Affaire C‑332/14

Wolfgang und Dr. Wilfried Rey Grundstücksgemeinschaft GbR

contre

Finanzamt Krefeld

(demande de décision préjudicielle, introduite par le Bundesfinanzhof)

«Renvoi préjudiciel — Fiscalité — Taxe sur la valeur ajoutée — Directive 77/388/CEE — Article 17, paragraphe 5, troisième alinéa — Champ d’application — Déduction de la taxe payée en amont — Biens et services utilisés à la fois pour les opérations imposables et pour les opérations exonérées (biens et services à usage mixte) — Détermination de l’affectation des biens et des services acquis pour la construction, l’utilisation, la conservation et l’entretien d’un immeuble servant, pour partie, à réaliser des opérations ouvrant droit à déduction et, pour partie, des opérations n’ouvrant pas droit à déduction — Modification de la réglementation nationale prévoyant les modalités de calcul du prorata de déduction — Article 20 — Régularisation des déductions — Sécurité juridique — Confiance légitime»

Sommaire – Arrêt de la Cour (quatrième chambre) du 9 juin 2016

  1. Harmonisation des législations fiscales – Système commun de taxe sur la valeur ajoutée – Déduction de la taxe payée en amont – Biens et services utilisés à la fois pour des opérations ouvrant et n’ouvrant pas droit à déduction – Location d’un immeuble à des fins commerciales et d’habitation – Déduction au prorata – Calcul – Obligation d’affectation des biens et des services utilisés en amont aux opérations de construction, d’acquisition, d’utilisation, de conservation ou d’entretien de l’immeuble avant le calcul au prorata pour les biens et les services à usage mixte – Absence – Clé de répartition autre que celle fondée sur le chiffre d’affaires – Admissibilité – Condition

    (Directive 77/388 du Conseil, telle que modifiée par la directive 95/7, art. 17, § 5)

  2. Harmonisation des législations fiscales – Système commun de taxe sur la valeur ajoutée – Déduction de la taxe payée en amont – Régularisation de la déduction initialement opérée – Biens et services utilisés à la fois pour des opérations ouvrant et n’ouvrant pas droit à déduction – Éléments pris en considération pour la détermination du montant de la déduction – Adoption d’une clé de répartition autre que celle fondée sur le chiffre d’affaires – Inclusion

    (Directive 77/388 du Conseil, telle que modifiée par la directive 95/7, art. 20)

  3. Harmonisation des législations fiscales – Système commun de taxe sur la valeur ajoutée – Déduction de la taxe payée en amont – Régularisation de la déduction initialement opérée – Modification des éléments pris en considération pour la détermination du montant de la déduction – Absence d’un régime transitoire – Admissibilité au regard des principes de protection de la confiance légitime et de sécurité juridique – Conditions

    (Directive 77/388 du Conseil, telle que modifiée par la directive 95/7, art. 20)

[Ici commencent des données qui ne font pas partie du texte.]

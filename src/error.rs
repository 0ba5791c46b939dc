//! Configuration errors
//!
//! The simulation itself never fails at runtime; everything that can go wrong
//! is a bad constant and is rejected when the engine is built.

use thiserror::Error;

/// Rejected engine configuration
#[derive(Debug, Error)]
pub enum ConfigError {
    #[error("tick rate must be a positive finite number, got {0}")]
    TickRate(f32),

    #[error("world extents must be positive, got {width}x{height}")]
    WorldExtent { width: f32, height: f32 },

    #[error("ground ({ground_y}) must lie below the ceiling ({ceiling_y})")]
    GroundAboveCeiling { ground_y: f32, ceiling_y: f32 },

    #[error("spawn probability must be within [0, 1], got {0}")]
    SpawnProbability(f32),

    #[error("velocity clamp is inverted: max upward {max_up} exceeds max fall {max_fall}")]
    VelocityClamp { max_up: f32, max_fall: f32 },

    #[error("obstacle half extent {half_extent} does not fit the usable band of height {usable}")]
    ObstacleTooLarge { half_extent: f32, usable: f32 },

    #[error("{name} must be non-negative, got {value}")]
    NegativeSpeed { name: &'static str, value: f32 },

    #[error("{name} must be positive, got {value}")]
    NonPositiveSize { name: &'static str, value: f32 },

    #[error("retire line {retire_x} must lie left of the reference column {reference_x}")]
    RetireBeyondReference { retire_x: f32, reference_x: f32 },

    #[error("spawn weights must be within [0, 1] and sum to at most 1 (ladder {ladder}, hazard {hazard})")]
    SpawnWeights { ladder: f32, hazard: f32 },

    #[error("invalid config JSON: {0}")]
    Parse(#[from] serde_json::Error),
}

pub type ConfigResult<T> = Result<T, ConfigError>;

  1.  L’article 17, paragraphe 5, de la sixième directive 77/388, en matière d’harmonisation des législations des États membres relatives aux taxes sur le chiffre d’affaires, telle que modifiée par la directive 95/7, doit être interprété en ce sens que, dans l’hypothèse où un immeuble est utilisé, en aval, pour réaliser certaines opérations ouvrant droit à déduction et d’autres n’ouvrant pas droit à déduction, les États membres ne sont pas tenus de prescrire que les biens et les services utilisés, en amont, pour la construction, l’acquisition, l’utilisation, la conservation ou l’entretien de cet immeuble soient, dans un premier temps, affectés à ces différentes opérations lorsqu’une telle affectation est difficilement réalisable afin que, dans un second temps, seul le droit à déduction dû au titre de ceux des biens et des services qui sont utilisés à la fois pour certaines opérations ouvrant droit à déduction et pour d’autres n’y ouvrant pas droit soit déterminé par application d’une clé de répartition selon le chiffre d’affaires ou, à condition que cette méthode garantisse une détermination plus précise du prorata de déduction, selon la superficie.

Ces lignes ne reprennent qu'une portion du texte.